Please be patient as this page loads. In order to illustrate the variety of horns commonly seen, there are eight photos of rams on this page.
Ideal May weather greeted exhibitors, sheep, and visitors alike for this year's 26th annual Maryland Sheep and Wool Festival. With over 900 wool sheep on display, including most rare or classic as well as the more common breeds, a real smorgasbord of fiber was represented.

Several characteristics make one breed distinguishable from another: the fleece-type, color, size, etc.; but one of the most noticeable features is the presence of horns, especially the horns on rams. Since I do raise one of the horned breeds of sheep, I find this subject fascinating as well as scientifically motivating.

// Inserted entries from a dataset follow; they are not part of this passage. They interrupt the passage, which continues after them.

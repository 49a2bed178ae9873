use schemars::JsonSchema;
use serde::de::Error as _;
use serde::{Deserialize, Deserializer, Serialize};
use serde_json::Value;
use tracing::warn;

/// Persisted answer for one question, keyed by `id`.
#[derive(Debug, Clone, Default, PartialEq, Eq, Serialize, Deserialize)]
#[serde(rename_all = "camelCase")]
pub struct AnswerRecord {
    pub id: String,
    #[serde(
        default,
        deserialize_with = "lenient_string",
        skip_serializing_if = "Option::is_none"
    )]
    pub response: Option<String>,
    #[serde(
        default,
        deserialize_with = "lenient_string",
        skip_serializing_if = "Option::is_none"
    )]
    pub response_detail: Option<String>,
    #[serde(
        default,
        deserialize_with = "lenient_string",
        skip_serializing_if = "Option::is_none"
    )]
    pub height: Option<String>,
    #[serde(
        default,
        deserialize_with = "lenient_string",
        skip_serializing_if = "Option::is_none"
    )]
    pub length: Option<String>,
    #[serde(default, skip_serializing_if = "Option::is_none")]
    pub image_list: Option<Vec<String>>,
}

/// In-memory answer state of a working question. Absent fields are empty.
#[derive(Debug, Clone, Default, PartialEq, Eq, Serialize, Deserialize, JsonSchema)]
#[serde(rename_all = "camelCase")]
pub struct Answer {
    #[serde(default)]
    pub response: String,
    #[serde(default)]
    pub response_detail: String,
    #[serde(default)]
    pub height: String,
    #[serde(default)]
    pub length: String,
    #[serde(default)]
    pub image_list: Vec<String>,
}

impl Answer {
    /// True when any tabular field carries text; images are not considered.
    pub fn has_content(&self) -> bool {
        !self.response.is_empty()
            || !self.response_detail.is_empty()
            || !self.height.is_empty()
            || !self.length.is_empty()
    }

    /// Overlays the fields present in `record`; the record wins on conflicts.
    pub fn overlay(&mut self, record: &AnswerRecord) {
        if let Some(response) = &record.response {
            self.response = response.clone();
        }
        if let Some(detail) = &record.response_detail {
            self.response_detail = detail.clone();
        }
        if let Some(height) = &record.height {
            self.height = height.clone();
        }
        if let Some(length) = &record.length {
            self.length = length.clone();
        }
        if let Some(images) = &record.image_list {
            self.image_list = images.clone();
        }
    }

    /// Normalized response used by skip rules and toggle checks.
    pub fn normalized_response(&self) -> String {
        normalize(&self.response)
    }

    pub fn to_record(&self, id: &str) -> AnswerRecord {
        AnswerRecord {
            id: id.to_string(),
            response: non_empty(&self.response),
            response_detail: non_empty(&self.response_detail),
            height: non_empty(&self.height),
            length: non_empty(&self.length),
            image_list: (!self.image_list.is_empty()).then(|| self.image_list.clone()),
        }
    }
}

/// Lowercases and trims an answer for comparisons.
pub fn normalize(value: &str) -> String {
    value.trim().to_lowercase()
}

/// Reads a stored answers document. Anything other than an array degrades to no answers.
pub fn parse_answer_records(value: &Value) -> Vec<AnswerRecord> {
    let Some(entries) = value.as_array() else {
        warn!("stored answers are not an array; starting with no answers");
        return Vec::new();
    };

    entries
        .iter()
        .enumerate()
        .filter_map(|(idx, entry)| {
            match serde_json::from_value::<AnswerRecord>(entry.clone()) {
                Ok(record) => Some(record),
                Err(err) => {
                    warn!(index = idx, error = %err, "skipping unreadable answer record");
                    None
                }
            }
        })
        .collect()
}

/// Same as [`parse_answer_records`] but starting from raw text.
pub fn parse_answer_records_str(raw: &str) -> Vec<AnswerRecord> {
    match serde_json::from_str::<Value>(raw) {
        Ok(value) => parse_answer_records(&value),
        Err(err) => {
            warn!(error = %err, "stored answers are not valid json; starting with no answers");
            Vec::new()
        }
    }
}

fn non_empty(value: &str) -> Option<String> {
    (!value.is_empty()).then(|| value.to_string())
}

fn lenient_string<'de, D>(deserializer: D) -> Result<Option<String>, D::Error>
where
    D: Deserializer<'de>,
{
    match Option::<Value>::deserialize(deserializer)? {
        None | Some(Value::Null) => Ok(None),
        Some(Value::String(text)) => Ok(Some(text)),
        Some(Value::Number(number)) => Ok(Some(number.to_string())),
        Some(other) => Err(D::Error::custom(format!(
            "expected a string or number, found {other}"
        ))),
    }
}

#[cfg(test)]
mod tests {
    use super::*;
    use serde_json::json;

    #[test]
    fn numeric_measurements_are_read_as_strings() {
        let records = parse_answer_records(&json!([
            { "id": "q1", "response": "yes", "height": 500, "length": "5000" }
        ]));
        assert_eq!(records[0].height.as_deref(), Some("500"));
        assert_eq!(records[0].length.as_deref(), Some("5000"));
    }

    #[test]
    fn numeric_detail_keeps_the_record() {
        let records = parse_answer_records(&json!([
            { "id": "q15", "response": "yes", "responseDetail": 850 }
        ]));
        assert_eq!(records.len(), 1);
        assert_eq!(records[0].response.as_deref(), Some("yes"));
        assert_eq!(records[0].response_detail.as_deref(), Some("850"));
    }

    #[test]
    fn object_document_degrades_to_empty() {
        assert!(parse_answer_records(&json!({ "q1": "yes" })).is_empty());
        assert!(parse_answer_records_str("not json").is_empty());
    }

    #[test]
    fn records_without_id_are_skipped() {
        let records = parse_answer_records(&json!([{ "response": "yes" }, { "id": "q2" }]));
        assert_eq!(records.len(), 1);
        assert_eq!(records[0].id, "q2");
    }

    #[test]
    fn whole_question_objects_are_accepted() {
        let records = parse_answer_records(&json!([
            { "id": "q1", "type": "y/n", "question": "Ramp?", "response": "no", "isHeading": false }
        ]));
        assert_eq!(records[0].response.as_deref(), Some("no"));
    }
}
use std::io::Write;
use std::path::Path;
use std::process::Command;

use audit_spec::{ExportError, PdfPrinter};
use tracing::{debug, info};

pub const INPUT_PLACEHOLDER: &str = "{input}";
pub const OUTPUT_PLACEHOLDER: &str = "{output}";

/// Prints by running an external HTML to PDF converter.
#[derive(Debug, Clone)]
pub struct CommandPdfPrinter {
    argv: Vec<String>,
}

impl CommandPdfPrinter {
    pub fn new(argv: Vec<String>) -> Result<Self, ExportError> {
        if argv.is_empty() {
            return Err(ExportError::Print("pdf_command is empty".into()));
        }
        if !argv.iter().any(|arg| arg.contains(INPUT_PLACEHOLDER)) {
            return Err(ExportError::Print(format!(
                "pdf_command must reference {INPUT_PLACEHOLDER}"
            )));
        }
        Ok(Self { argv })
    }

    fn command_line(&self, input: &Path, output: &Path) -> Vec<String> {
        let input = input.to_string_lossy();
        let output = output.to_string_lossy();
        self.argv
            .iter()
            .map(|arg| {
                arg.replace(INPUT_PLACEHOLDER, &input)
                    .replace(OUTPUT_PLACEHOLDER, &output)
            })
            .collect()
    }
}

impl PdfPrinter for CommandPdfPrinter {
    fn print(&self, html: &str, output: &Path) -> Result<(), ExportError> {
        let mut page = tempfile::Builder::new()
            .prefix("accessibility-report-")
            .suffix(".html")
            .tempfile()
            .map_err(|err| ExportError::io(std::env::temp_dir(), err))?;
        page.write_all(html.as_bytes())
            .and_then(|()| page.flush())
            .map_err(|err| ExportError::io(page.path(), err))?;

        let line = self.command_line(page.path(), output);
        let (program, args) = line
            .split_first()
            .ok_or_else(|| ExportError::Print("pdf_command is empty".into()))?;
        debug!(program = %program, "running pdf converter");
        let status = Command::new(program)
            .args(args)
            .status()
            .map_err(|err| ExportError::Print(format!("failed to start {program}: {err}")))?;
        if !status.success() {
            return Err(ExportError::Print(format!("{program} exited with {status}")));
        }
        info!(output = %output.display(), "printed pdf");
        Ok(())
    }
}
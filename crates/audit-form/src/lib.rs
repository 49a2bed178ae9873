#![allow(missing_docs)]

pub mod cli;
pub mod cmd;
pub mod config;
pub mod pdf;
pub mod store;

pub use config::AppConfig;
pub use pdf::CommandPdfPrinter;
pub use store::{DirImageStore, JsonAnswerStore};
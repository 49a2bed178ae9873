use anyhow::Result;
use audit_spec::{render_json_ui, render_text};
use clap::Args;

use super::Context;

#[derive(Args, Debug, Clone)]
pub struct ShowArgs {
    /// Print the display list as JSON
    #[arg(long)]
    pub json: bool,
    /// Show the second instance of a duplicate group (repeatable)
    #[arg(long, value_name = "GROUP")]
    pub expand: Vec<String>,
}

pub fn run(ctx: &mut Context, args: ShowArgs) -> Result<()> {
    for group in args.expand {
        ctx.session.expand_duplicate(group);
    }
    let items = ctx.session.display_list();
    if args.json {
        println!("{}", serde_json::to_string_pretty(&render_json_ui(&items))?);
    } else {
        println!("{}", render_text(&items));
    }
    Ok(())
}
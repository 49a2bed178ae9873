pub mod question;
pub mod schema;

pub use question::{Question, QuestionKind, SkipLogic};
pub use schema::{QuestionSchema, SchemaError};
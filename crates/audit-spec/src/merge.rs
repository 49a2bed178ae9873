use std::collections::{BTreeMap, BTreeSet};

use serde::Serialize;
use tracing::{debug, warn};

use crate::answers::{Answer, AnswerRecord};
use crate::spec::{Question, QuestionSchema};

/// Retired question ids that never reach a session.
pub const DEFAULT_HIDDEN_IDS: &[&str] = &[
    "q159", "q160", "q172", "q173", "q174", "q126", "q135", "q185",
];

/// A schema question paired with its current answer.
#[derive(Debug, Clone, PartialEq, Eq, Serialize)]
pub struct WorkingQuestion {
    #[serde(flatten)]
    pub question: Question,
    #[serde(flatten)]
    pub answer: Answer,
}

impl WorkingQuestion {
    pub fn unanswered(question: Question) -> Self {
        Self {
            question,
            answer: Answer::default(),
        }
    }

    pub fn id(&self) -> &str {
        &self.question.id
    }
}

/// Static exclusion list applied before merge output.
#[derive(Debug, Clone, Default, PartialEq, Eq)]
pub struct HiddenIds(BTreeSet<String>);

impl HiddenIds {
    pub fn new<I, S>(ids: I) -> Self
    where
        I: IntoIterator<Item = S>,
        S: Into<String>,
    {
        Self(ids.into_iter().map(Into::into).collect())
    }

    /// The retired ids shipped with the accessibility questionnaire.
    pub fn defaults() -> Self {
        Self::new(DEFAULT_HIDDEN_IDS.iter().copied())
    }

    pub fn contains(&self, id: &str) -> bool {
        self.0.contains(id)
    }
}

/// Combines schema and stored answers into the working list, preserving schema order.
pub fn merge(
    schema: &QuestionSchema,
    records: &[AnswerRecord],
    hidden: &HiddenIds,
) -> Vec<WorkingQuestion> {
    let mut by_id: BTreeMap<&str, &AnswerRecord> = BTreeMap::new();
    for record in records {
        if by_id.contains_key(record.id.as_str()) {
            warn!(id = %record.id, "duplicate stored answer; keeping the first record");
            continue;
        }
        by_id.insert(record.id.as_str(), record);
    }

    let merged = schema
        .questions
        .iter()
        .filter(|question| !hidden.contains(&question.id))
        .map(|question| {
            let mut working = WorkingQuestion::unanswered(question.clone());
            if let Some(record) = by_id.get(question.id.as_str()) {
                working.answer.overlay(record);
            }
            working
        })
        .collect::<Vec<_>>();

    debug!(
        questions = merged.len(),
        records = records.len(),
        "merged answers into questionnaire"
    );
    merged
}

/// Full-overwrite payload written back to the answer store.
pub fn to_answer_records(questions: &[WorkingQuestion]) -> Vec<AnswerRecord> {
    questions
        .iter()
        .map(|working| working.answer.to_record(working.id()))
        .collect()
}
#![allow(missing_docs)]

pub mod answers;
pub mod export;
pub mod gallery;
pub mod layout;
pub mod merge;
pub mod render;
pub mod report;
pub mod session;
pub mod spec;
pub mod store;
pub mod validate;
pub mod visibility;

pub use answers::{Answer, AnswerRecord, normalize, parse_answer_records, parse_answer_records_str};
pub use export::{
    ExportError, GalleryRow, HtmlReportRenderer, PdfPrinter, TemplateError, WidgetPackager,
    WidgetPosition, gallery_rows,
};
pub use gallery::{GalleryImage, MAX_GALLERY_IMAGES, collect_gallery, data_uri};
pub use layout::{
    DisplayItem, FocusHint, InputControl, ShownDuplicates, compute_visible_list, locate_focus,
    toggle_label,
};
pub use merge::{DEFAULT_HIDDEN_IDS, HiddenIds, WorkingQuestion, merge, to_answer_records};
pub use render::{render_json_ui, render_text};
pub use report::{
    DEFAULT_SECTION, ReportDocument, ReportEntry, ReportSection, build_report, gradient_ratio,
};
pub use session::{AuditSession, SaveStatus, SessionError};
pub use spec::{Question, QuestionKind, QuestionSchema, SchemaError, SkipLogic};
pub use store::{
    AnswerStore, FsImageSource, ImageSource, ImageStore, MAX_UPLOAD_BYTES, MemoryAnswerStore,
    MemoryImageStore, StoreError,
};
pub use validate::{GradientValidation, parse_measurement, validate_gradients};
pub use visibility::{HiddenSet, compute_hidden};
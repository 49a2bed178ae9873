use std::path::Path;

use base64::Engine;
use base64::engine::general_purpose::STANDARD;
use serde::Serialize;
use tracing::warn;

use crate::merge::WorkingQuestion;
use crate::report::DEFAULT_SECTION;
use crate::spec::QuestionKind;
use crate::store::ImageSource;

/// Most images embedded in one report.
pub const MAX_GALLERY_IMAGES: usize = 24;

/// Embedded image with its section caption.
#[derive(Debug, Clone, PartialEq, Eq, Serialize)]
pub struct GalleryImage {
    pub data_uri: String,
    pub caption: String,
}

/// Loads every attached image in schema order, skipping unreadable files, up to `cap`.
pub fn collect_gallery(
    questions: &[WorkingQuestion],
    source: &dyn ImageSource,
    cap: usize,
) -> Vec<GalleryImage> {
    let mut gallery = Vec::new();

    let attachments = questions
        .iter()
        .filter(|working| working.question.kind == QuestionKind::Image)
        .flat_map(|working| {
            let caption = working
                .question
                .group
                .as_deref()
                .unwrap_or(DEFAULT_SECTION);
            working
                .answer
                .image_list
                .iter()
                .map(move |reference| (reference, caption))
        });

    for (reference, caption) in attachments {
        if gallery.len() >= cap {
            break;
        }
        match source.read(reference) {
            Ok(bytes) => gallery.push(GalleryImage {
                data_uri: data_uri(reference, &bytes),
                caption: caption.to_string(),
            }),
            Err(err) => {
                warn!(image = %reference, error = %err, "skipping image that could not be read");
            }
        }
    }

    gallery
}

/// Encodes image bytes as a `data:` URI, typed from the file extension.
pub fn data_uri(reference: &str, bytes: &[u8]) -> String {
    format!(
        "data:image/{};base64,{}",
        mime_subtype(reference),
        STANDARD.encode(bytes)
    )
}

fn mime_subtype(reference: &str) -> &'static str {
    let extension = Path::new(reference)
        .extension()
        .and_then(|ext| ext.to_str())
        .map(str::to_ascii_lowercase);
    match extension.as_deref() {
        Some("png") => "png",
        Some("gif") => "gif",
        Some("webp") => "webp",
        Some("bmp") => "bmp",
        Some("svg") => "svg+xml",
        _ => "jpeg",
    }
}

#[cfg(test)]
mod tests {
    use super::*;

    #[test]
    fn data_uri_follows_extension() {
        assert!(data_uri("a/b.PNG", b"x").starts_with("data:image/png;base64,"));
        assert!(data_uri("a/b.jpg", b"x").starts_with("data:image/jpeg;base64,"));
        assert_eq!(data_uri("noext", b"hi"), "data:image/jpeg;base64,aGk=");
    }
}
use anyhow::{Result, bail};
use clap::Args;

use super::{Context, ensure_saved};

#[derive(Args, Debug, Clone)]
pub struct AnswerArgs {
    /// Question id
    pub id: String,
    /// New response, e.g. yes, no, partial or free text
    pub value: String,
}

#[derive(Args, Debug, Clone)]
pub struct DetailArgs {
    /// Question id
    pub id: String,
    pub text: String,
}

#[derive(Args, Debug, Clone)]
pub struct GradientArgs {
    /// Gradient question id
    pub id: String,
    /// Rise of the ramp
    #[arg(long)]
    pub height: Option<String>,
    /// Run of the ramp
    #[arg(long)]
    pub length: Option<String>,
}

pub fn run_answer(ctx: &mut Context, args: AnswerArgs) -> Result<()> {
    let status = ctx.session.set_response(&args.id, args.value)?;
    ensure_saved(status)?;
    report_hidden(ctx);
    Ok(())
}

pub fn run_detail(ctx: &mut Context, args: DetailArgs) -> Result<()> {
    ensure_saved(ctx.session.set_detail(&args.id, args.text)?)
}

pub fn run_gradient(ctx: &mut Context, args: GradientArgs) -> Result<()> {
    if args.height.is_none() && args.length.is_none() {
        bail!("pass --height, --length or both");
    }
    if let Some(height) = args.height {
        ensure_saved(ctx.session.set_height(&args.id, height)?)?;
    }
    if let Some(length) = args.length {
        ensure_saved(ctx.session.set_length(&args.id, length)?)?;
    }
    Ok(())
}

fn report_hidden(ctx: &Context) {
    let hidden = ctx.session.hidden();
    if !hidden.is_empty() {
        let ids: Vec<_> = hidden.into_iter().collect();
        println!("hidden by answers: {}", ids.join(", "));
    }
}
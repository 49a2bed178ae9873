use anyhow::{Result, bail};
use clap::Args;

use super::Context;

#[derive(Args, Debug, Clone)]
pub struct ClearArgs {
    /// Confirm deleting every answer and image
    #[arg(long)]
    pub yes: bool,
}

pub fn run(ctx: &mut Context, args: ClearArgs) -> Result<()> {
    if !args.yes {
        bail!("refusing to clear saved answers and images without --yes");
    }
    ctx.session.clear(&mut ctx.images)?;
    println!("cleared saved data in {}", ctx.data_dir.display());
    Ok(())
}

For a few years now I've been researching the subject of horns in sheep. While there is some information available, much is lacking. Even though the results of my research are still in the planning stage, I couldn't help but walk around the Howard County Fairgrounds and take pictures of the beautiful horned rams. In two instances, the Shetland and the Icelandic breeds, only ewes were on exhibit, so I took the liberty of using file photos of rams.

Black Welsh Mountain Ram
Black Welsh Mountain Ram
Icelandic Rams
Icelandic Rams

Horns play a prominent role in social and sexual interactions in sheep. The presence or absence of horns can be attributed to genetics for the most part. Horn development can range from fully developed, large curly horns (spiral or coil), firmly attached to the skull, to polled or hornless animals with no horn development and concave depressions in the skull. Intermediate types have short knobs or scurs that may or may not be attached to the skull. Like wool, horn growth is the product of the skin. The color of the horns is usually the same color as the hooves and can be linked to the wool color, just look at these pictures.

Jacob Ram
Jacob Ram
Karakul Ram
Karakul Ram

It's interesting to note that in cold climates heat loss through the horn surface may be substantial. The internal core of the horn contains many blood vessels, while the outer keratin sheath presumably offers little the way of insulation. Considerable amounts of heat can be lost through the horn surface, particularly in the large-horned species. Horns are thought to play a thermo regulator role as heat-dissipation structures and benefit the animal in hot weather, but this heat loss may be detrimental in winter. The largest surface area that the animal can afford to sustain through the winter may limit horn size.

Merino Ram
Merino Ram
Rambouillet Ram
Rambouillet Ram

Examine the horns on the animals in these photos. The animals entered in the sheep shows were yearlings or younger, so horn growth rates can be substantial. Notice that the bodies of the horns spiral in opposite directions: they're "conjugate," one being the mirror image of the other, and they should be balanced or symmetrical. Each horn normally has 3 borders and 3 surfaces (back, front, and side). The side border is relatively sharp and the frontal border somewhat blunter and rounded across its length. These divisions are more difficult to see in a round horn versus the angular type. During growth many primary or subannual horn rings are formed which resemble wrinkles, ripples or slight ridges; these are separated by a complementary series of shallow primary or subannual horn grooves. There are deeper secondary or annual horn grooves that occur at approximately yearly intervals due to cessation of growth in winter, or periods of drought, or mating activity.

Scottish Blackface Ram
Scottish Blackface Ram
Shetland Rams
Shetland Rams

You'd think that the big masculine-looking horned animal would be able to slay all competition and the weaker scurred or polled animals would be no match in this survival-of-the-fittest world. But in a recent issue of Science Magazine a study showed that survival of a species is determined by the female, the fickle female being more attracted to the big virile-looking flashy male for his looks. Fortunately these good looks are normally linked to 'good' genes; genes that keep the species strong and viable. Interesting. Oh, did I mention this study was done in fruit flies and tree toads? Anyhow, horns are beautiful, intricate, and interesting structures.